**TASK DATA**

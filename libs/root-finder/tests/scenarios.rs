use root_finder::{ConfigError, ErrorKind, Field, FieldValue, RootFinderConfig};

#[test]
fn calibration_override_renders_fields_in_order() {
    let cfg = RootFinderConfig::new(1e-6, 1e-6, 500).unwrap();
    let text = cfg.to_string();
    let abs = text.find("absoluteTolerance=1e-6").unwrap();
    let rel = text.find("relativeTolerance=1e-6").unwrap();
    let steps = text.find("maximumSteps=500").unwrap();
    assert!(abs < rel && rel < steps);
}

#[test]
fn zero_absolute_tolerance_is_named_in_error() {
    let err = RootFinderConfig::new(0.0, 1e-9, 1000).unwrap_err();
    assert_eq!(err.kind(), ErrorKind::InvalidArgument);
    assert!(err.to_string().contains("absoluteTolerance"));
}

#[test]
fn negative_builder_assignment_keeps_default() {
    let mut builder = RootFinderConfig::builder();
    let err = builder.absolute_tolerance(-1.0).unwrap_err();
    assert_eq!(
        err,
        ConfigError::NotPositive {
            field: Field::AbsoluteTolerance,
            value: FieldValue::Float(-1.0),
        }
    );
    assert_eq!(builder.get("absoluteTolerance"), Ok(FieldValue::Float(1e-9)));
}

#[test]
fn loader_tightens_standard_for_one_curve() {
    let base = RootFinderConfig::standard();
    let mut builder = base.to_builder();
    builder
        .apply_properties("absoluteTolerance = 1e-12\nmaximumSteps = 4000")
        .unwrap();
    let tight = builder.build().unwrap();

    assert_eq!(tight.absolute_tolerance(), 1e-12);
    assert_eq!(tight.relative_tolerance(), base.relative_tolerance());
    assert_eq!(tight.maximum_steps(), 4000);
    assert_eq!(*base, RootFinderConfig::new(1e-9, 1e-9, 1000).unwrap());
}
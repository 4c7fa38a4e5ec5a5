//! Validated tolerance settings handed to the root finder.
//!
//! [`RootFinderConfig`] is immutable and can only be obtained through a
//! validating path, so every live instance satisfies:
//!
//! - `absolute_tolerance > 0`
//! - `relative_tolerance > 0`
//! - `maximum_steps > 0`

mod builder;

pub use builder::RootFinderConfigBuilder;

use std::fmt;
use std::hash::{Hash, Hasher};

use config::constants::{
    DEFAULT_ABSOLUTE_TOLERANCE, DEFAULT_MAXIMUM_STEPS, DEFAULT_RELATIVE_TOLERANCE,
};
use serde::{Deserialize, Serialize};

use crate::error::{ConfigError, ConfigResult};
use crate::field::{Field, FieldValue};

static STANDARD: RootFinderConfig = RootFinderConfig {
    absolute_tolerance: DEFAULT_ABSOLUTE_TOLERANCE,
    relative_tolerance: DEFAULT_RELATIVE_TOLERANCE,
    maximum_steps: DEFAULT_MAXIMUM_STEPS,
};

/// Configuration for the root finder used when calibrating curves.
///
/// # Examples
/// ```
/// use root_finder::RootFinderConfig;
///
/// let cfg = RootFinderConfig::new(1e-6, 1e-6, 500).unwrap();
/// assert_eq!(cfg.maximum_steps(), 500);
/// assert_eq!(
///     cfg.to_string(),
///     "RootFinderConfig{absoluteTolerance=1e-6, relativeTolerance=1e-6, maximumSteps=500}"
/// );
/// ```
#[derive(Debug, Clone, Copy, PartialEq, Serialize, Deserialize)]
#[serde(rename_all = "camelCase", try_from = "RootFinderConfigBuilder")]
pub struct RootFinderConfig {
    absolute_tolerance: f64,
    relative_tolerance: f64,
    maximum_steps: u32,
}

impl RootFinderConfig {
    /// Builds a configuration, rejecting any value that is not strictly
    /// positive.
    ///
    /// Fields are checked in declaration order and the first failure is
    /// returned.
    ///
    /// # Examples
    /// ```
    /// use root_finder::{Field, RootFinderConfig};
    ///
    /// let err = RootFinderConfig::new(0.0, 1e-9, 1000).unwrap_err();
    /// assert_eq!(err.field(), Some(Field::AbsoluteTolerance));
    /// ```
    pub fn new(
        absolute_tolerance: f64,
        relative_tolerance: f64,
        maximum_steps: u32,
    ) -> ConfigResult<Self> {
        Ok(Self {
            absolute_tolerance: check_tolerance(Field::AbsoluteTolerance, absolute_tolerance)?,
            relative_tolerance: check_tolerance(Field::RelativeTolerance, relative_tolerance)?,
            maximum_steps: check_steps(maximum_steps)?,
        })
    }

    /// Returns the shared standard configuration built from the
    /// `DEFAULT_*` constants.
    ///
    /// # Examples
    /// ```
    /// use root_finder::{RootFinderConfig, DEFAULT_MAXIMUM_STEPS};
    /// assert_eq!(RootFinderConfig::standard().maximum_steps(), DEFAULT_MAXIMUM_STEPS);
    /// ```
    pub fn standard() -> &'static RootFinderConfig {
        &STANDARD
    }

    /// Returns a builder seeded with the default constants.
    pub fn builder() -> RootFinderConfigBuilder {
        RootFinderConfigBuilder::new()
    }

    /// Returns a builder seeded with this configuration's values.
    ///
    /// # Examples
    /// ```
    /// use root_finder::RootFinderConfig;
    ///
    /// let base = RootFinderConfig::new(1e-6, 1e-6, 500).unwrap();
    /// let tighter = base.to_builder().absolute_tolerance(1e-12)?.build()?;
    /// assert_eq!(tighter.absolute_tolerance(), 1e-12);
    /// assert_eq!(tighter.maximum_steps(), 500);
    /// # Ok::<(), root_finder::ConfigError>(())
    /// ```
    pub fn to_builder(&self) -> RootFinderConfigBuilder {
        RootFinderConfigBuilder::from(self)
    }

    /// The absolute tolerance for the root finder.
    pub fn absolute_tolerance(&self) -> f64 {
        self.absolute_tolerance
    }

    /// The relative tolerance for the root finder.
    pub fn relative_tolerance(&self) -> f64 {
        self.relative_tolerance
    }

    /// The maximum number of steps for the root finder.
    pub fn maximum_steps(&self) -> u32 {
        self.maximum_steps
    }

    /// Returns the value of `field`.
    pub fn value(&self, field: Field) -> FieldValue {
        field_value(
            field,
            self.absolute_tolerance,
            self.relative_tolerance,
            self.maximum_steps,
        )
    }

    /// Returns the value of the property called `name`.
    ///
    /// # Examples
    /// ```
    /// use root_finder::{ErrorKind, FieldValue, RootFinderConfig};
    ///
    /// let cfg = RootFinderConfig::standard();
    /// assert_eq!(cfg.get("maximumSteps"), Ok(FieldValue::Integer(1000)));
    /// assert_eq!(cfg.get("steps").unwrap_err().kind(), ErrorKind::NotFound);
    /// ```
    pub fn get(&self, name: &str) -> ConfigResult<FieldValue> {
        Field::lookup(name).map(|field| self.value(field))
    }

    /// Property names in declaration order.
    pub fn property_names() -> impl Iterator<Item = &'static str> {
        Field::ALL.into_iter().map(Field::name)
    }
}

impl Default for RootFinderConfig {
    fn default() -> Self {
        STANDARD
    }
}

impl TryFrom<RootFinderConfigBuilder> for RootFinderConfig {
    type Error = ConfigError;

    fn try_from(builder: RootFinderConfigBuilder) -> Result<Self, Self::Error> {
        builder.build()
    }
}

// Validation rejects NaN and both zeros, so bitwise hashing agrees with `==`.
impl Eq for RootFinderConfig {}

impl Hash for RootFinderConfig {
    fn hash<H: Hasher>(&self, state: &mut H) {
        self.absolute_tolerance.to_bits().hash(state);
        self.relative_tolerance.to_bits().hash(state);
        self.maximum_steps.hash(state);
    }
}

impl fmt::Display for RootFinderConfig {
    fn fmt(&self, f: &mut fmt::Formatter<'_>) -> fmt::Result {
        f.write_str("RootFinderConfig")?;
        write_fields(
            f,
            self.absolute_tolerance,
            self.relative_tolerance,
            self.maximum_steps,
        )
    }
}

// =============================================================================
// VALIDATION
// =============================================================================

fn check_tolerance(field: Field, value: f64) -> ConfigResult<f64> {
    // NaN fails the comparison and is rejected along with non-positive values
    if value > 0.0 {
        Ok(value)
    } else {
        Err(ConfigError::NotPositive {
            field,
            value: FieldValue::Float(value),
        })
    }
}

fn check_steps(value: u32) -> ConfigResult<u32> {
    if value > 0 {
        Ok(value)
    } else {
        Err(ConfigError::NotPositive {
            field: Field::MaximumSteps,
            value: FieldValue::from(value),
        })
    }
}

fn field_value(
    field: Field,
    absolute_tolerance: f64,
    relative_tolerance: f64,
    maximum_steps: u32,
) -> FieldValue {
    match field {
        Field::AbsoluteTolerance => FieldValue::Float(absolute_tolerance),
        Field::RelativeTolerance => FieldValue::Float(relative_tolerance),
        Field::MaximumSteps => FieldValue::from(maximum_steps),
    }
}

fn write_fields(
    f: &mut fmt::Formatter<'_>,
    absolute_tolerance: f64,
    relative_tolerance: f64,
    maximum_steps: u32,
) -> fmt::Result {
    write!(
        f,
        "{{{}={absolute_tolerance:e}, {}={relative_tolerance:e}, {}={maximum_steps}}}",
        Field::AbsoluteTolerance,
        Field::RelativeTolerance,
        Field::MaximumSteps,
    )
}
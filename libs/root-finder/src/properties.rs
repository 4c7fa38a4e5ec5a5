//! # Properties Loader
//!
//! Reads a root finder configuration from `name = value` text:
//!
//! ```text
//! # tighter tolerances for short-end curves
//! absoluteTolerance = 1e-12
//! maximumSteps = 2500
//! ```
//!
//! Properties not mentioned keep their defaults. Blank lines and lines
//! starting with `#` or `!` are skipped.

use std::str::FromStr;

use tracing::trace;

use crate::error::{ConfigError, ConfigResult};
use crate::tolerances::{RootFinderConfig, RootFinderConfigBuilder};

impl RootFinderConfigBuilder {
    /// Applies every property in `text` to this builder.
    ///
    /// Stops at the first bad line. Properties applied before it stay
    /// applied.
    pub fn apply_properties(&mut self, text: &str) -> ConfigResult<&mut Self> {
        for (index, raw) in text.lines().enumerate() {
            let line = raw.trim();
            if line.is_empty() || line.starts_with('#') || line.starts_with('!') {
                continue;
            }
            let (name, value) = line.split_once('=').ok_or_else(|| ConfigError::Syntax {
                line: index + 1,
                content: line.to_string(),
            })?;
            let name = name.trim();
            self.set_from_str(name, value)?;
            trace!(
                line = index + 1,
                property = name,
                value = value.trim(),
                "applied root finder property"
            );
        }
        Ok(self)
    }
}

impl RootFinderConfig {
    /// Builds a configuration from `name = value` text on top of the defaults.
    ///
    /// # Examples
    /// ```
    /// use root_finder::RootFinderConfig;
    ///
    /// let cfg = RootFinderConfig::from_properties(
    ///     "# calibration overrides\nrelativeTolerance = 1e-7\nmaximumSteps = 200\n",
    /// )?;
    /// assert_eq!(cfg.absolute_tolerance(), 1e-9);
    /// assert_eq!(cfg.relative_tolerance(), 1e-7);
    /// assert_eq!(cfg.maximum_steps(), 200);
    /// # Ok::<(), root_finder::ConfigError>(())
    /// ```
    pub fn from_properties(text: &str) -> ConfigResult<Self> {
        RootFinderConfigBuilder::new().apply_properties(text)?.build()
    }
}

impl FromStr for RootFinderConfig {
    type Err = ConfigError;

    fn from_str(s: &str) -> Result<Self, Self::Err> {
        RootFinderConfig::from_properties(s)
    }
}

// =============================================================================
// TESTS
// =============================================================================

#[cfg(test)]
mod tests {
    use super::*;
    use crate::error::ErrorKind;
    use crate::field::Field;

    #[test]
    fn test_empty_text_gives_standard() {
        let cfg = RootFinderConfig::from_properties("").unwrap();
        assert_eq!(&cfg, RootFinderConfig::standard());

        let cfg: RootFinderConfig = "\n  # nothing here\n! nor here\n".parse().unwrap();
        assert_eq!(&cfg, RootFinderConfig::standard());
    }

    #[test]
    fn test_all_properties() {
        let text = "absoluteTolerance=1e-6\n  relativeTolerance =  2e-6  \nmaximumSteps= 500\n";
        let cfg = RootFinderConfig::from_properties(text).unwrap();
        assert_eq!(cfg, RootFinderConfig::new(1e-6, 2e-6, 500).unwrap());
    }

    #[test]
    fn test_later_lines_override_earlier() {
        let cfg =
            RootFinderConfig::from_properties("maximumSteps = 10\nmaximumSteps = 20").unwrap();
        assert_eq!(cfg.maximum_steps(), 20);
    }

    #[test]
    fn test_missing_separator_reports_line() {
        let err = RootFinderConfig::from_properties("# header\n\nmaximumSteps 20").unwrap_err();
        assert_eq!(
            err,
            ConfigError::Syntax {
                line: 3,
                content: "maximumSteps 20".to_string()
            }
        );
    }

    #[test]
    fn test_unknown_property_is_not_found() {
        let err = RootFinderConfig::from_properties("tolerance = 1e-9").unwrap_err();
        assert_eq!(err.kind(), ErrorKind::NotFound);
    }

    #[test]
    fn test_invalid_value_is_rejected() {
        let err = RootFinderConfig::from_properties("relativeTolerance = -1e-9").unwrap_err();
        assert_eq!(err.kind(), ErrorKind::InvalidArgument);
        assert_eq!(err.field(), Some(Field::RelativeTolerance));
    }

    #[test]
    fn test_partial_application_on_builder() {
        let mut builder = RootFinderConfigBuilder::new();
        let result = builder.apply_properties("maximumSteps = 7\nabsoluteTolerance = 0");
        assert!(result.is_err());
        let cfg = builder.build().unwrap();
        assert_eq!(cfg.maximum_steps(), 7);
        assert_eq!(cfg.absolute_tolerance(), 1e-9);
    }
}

**WHAT TO PRODUCE**
Search the data above for the string "type" and copy each line that has it.

**ANSWER BELOW**
    type Error = ConfigError;
    type Err = ConfigError;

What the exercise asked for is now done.